(Data in this exercise Opens)

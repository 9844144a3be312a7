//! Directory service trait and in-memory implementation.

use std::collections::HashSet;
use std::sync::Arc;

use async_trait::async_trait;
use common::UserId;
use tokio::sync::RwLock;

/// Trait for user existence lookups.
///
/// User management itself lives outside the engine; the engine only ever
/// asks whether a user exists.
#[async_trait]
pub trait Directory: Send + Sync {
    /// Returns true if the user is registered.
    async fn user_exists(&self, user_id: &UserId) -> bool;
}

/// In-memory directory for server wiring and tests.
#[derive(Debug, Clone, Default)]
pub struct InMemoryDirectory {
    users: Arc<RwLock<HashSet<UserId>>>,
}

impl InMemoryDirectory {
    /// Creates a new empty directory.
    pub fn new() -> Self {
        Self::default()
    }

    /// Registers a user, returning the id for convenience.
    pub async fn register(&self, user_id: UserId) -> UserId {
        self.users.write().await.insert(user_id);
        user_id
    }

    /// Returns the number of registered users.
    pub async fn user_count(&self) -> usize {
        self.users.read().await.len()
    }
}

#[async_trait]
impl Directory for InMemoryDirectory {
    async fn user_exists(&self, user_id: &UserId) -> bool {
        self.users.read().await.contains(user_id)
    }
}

(Data in this exercise Closes)

§ What you should do:
Retype every record above exactly.

§ Your response:
repository 9844144a3be312a7
//! Directory service trait and in-memory implementation.

use std::collections::HashSet;
use std::sync::Arc;

use async_trait::async_trait;
use common::UserId;
use tokio::sync::RwLock;

/// Trait for user existence lookups.
///
/// User management itself lives outside the engine; the engine only ever
/// asks whether a user exists.
#[async_trait]
pub trait Directory: Send + Sync {
    /// Returns true if the user is registered.
    async fn user_exists(&self, user_id: &UserId) -> bool;
}

/// In-memory directory for server wiring and tests.
#[derive(Debug, Clone, Default)]
pub struct InMemoryDirectory {
    users: Arc<RwLock<HashSet<UserId>>>,
}

impl InMemoryDirectory {
    /// Creates a new empty directory.
    pub fn new() -> Self {
        Self::default()
    }

    /// Registers a user, returning the id for convenience.
    pub async fn register(&self, user_id: UserId) -> UserId {
        self.users.write().await.insert(user_id);
        user_id
    }

    /// Returns the number of registered users.
    pub async fn user_count(&self) -> usize {
        self.users.read().await.len()
    }
}

#[async_trait]
impl Directory for InMemoryDirectory {
    async fn user_exists(&self, user_id: &UserId) -> bool {
        self.users.read().await.contains(user_id)
    }
}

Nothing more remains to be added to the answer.